### [What to do]
Line count for "NoToken": give the number of lines in the records below that hold it, and nothing else.

[Dataset items]
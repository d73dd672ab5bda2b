//! Startup reconciliation of persisted credentials with the backend.
//!
//! SYSTEM CONTEXT
//! ==============
//! Runs once, right after the app shell creates the store. The persisted
//! token is only a hint: it is revalidated against `/accounts/me` before the
//! session becomes `Authenticated`. The cached user blob is never trusted on
//! its own; it is rewritten from the response.
//!
//! There is no retry. Any failure clears storage and settles on `Anonymous`,
//! and the HTTP layer's timeout bounds how long `Resolving` can last.

#[cfg(test)]
#[path = "bootstrap_test.rs"]
mod bootstrap_test;

use super::error::AuthError;
use super::store::SessionStore;
use crate::net::api::AccountApi;
use crate::state::session::Session;
use crate::util::storage::{self, ACCESS_TOKEN_KEY, KeyValueStore, REFRESH_TOKEN_KEY, USER_KEY};

/// How a bootstrap run ended.
#[derive(Clone, Debug, PartialEq, Eq)]
pub enum BootstrapOutcome {
    /// No persisted token; settled on `Anonymous` without a request.
    NoToken,
    /// Token accepted; session is `Authenticated`.
    Restored,
    /// Validation failed; storage cleared and session `Anonymous`.
    Cleared(AuthError),
    /// A logout landed while validation was in flight.
    Cancelled,
    /// This store was already bootstrapped; nothing was done.
    AlreadyRan,
    /// Another session operation held the store. The run was not claimed,
    /// so the caller should try again once that operation finishes.
    Busy,
}

/// Reconcile persisted credentials with backend truth, at most once per store.
pub async fn bootstrap<S, A>(store: &SessionStore<S, A>) -> BootstrapOutcome
where
    S: KeyValueStore,
    A: AccountApi,
{
    let Ok(_guard) = store.begin_operation() else {
        return BootstrapOutcome::Busy;
    };
    if !store.claim_bootstrap() {
        return BootstrapOutcome::AlreadyRan;
    }

    let storage = store.storage();
    storage::clear_legacy(storage);

    let Some(token) = storage::load_token(storage, ACCESS_TOKEN_KEY) else {
        storage::clear_session(storage);
        store.update(Session::reset_anonymous);
        log::info!("bootstrap: no persisted token");
        return BootstrapOutcome::NoToken;
    };

    if let Err(e) = store.update(Session::begin_resolving) {
        log::warn!("bootstrap: {e}");
        return BootstrapOutcome::AlreadyRan;
    }

    let epoch = store.epoch();
    let result = store.api().current_user(&token).await;
    if store.epoch() != epoch {
        return BootstrapOutcome::Cancelled;
    }

    match result {
        Ok(user) => {
            let refresh_token = storage::load_token(storage, REFRESH_TOKEN_KEY);
            store.persist_or_warn(|s| storage::save_json(s, USER_KEY, &user));
            match store.update(|s| s.authenticate(token, refresh_token, user)) {
                Ok(()) => {
                    log::info!("bootstrap: session restored");
                    BootstrapOutcome::Restored
                }
                Err(e) => clear(store, AuthError::Unexpected(e.to_string())),
            }
        }
        Err(err) => {
            log::warn!("bootstrap: persisted token rejected: {err}");
            clear(store, AuthError::from_token_call(err))
        }
    }
}

fn clear<S, A>(store: &SessionStore<S, A>, reason: AuthError) -> BootstrapOutcome
where
    S: KeyValueStore,
    A: AccountApi,
{
    storage::clear_session(store.storage());
    store.update(Session::reset_anonymous);
    BootstrapOutcome::Cleared(reason)
}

### [Solution to this problem]
2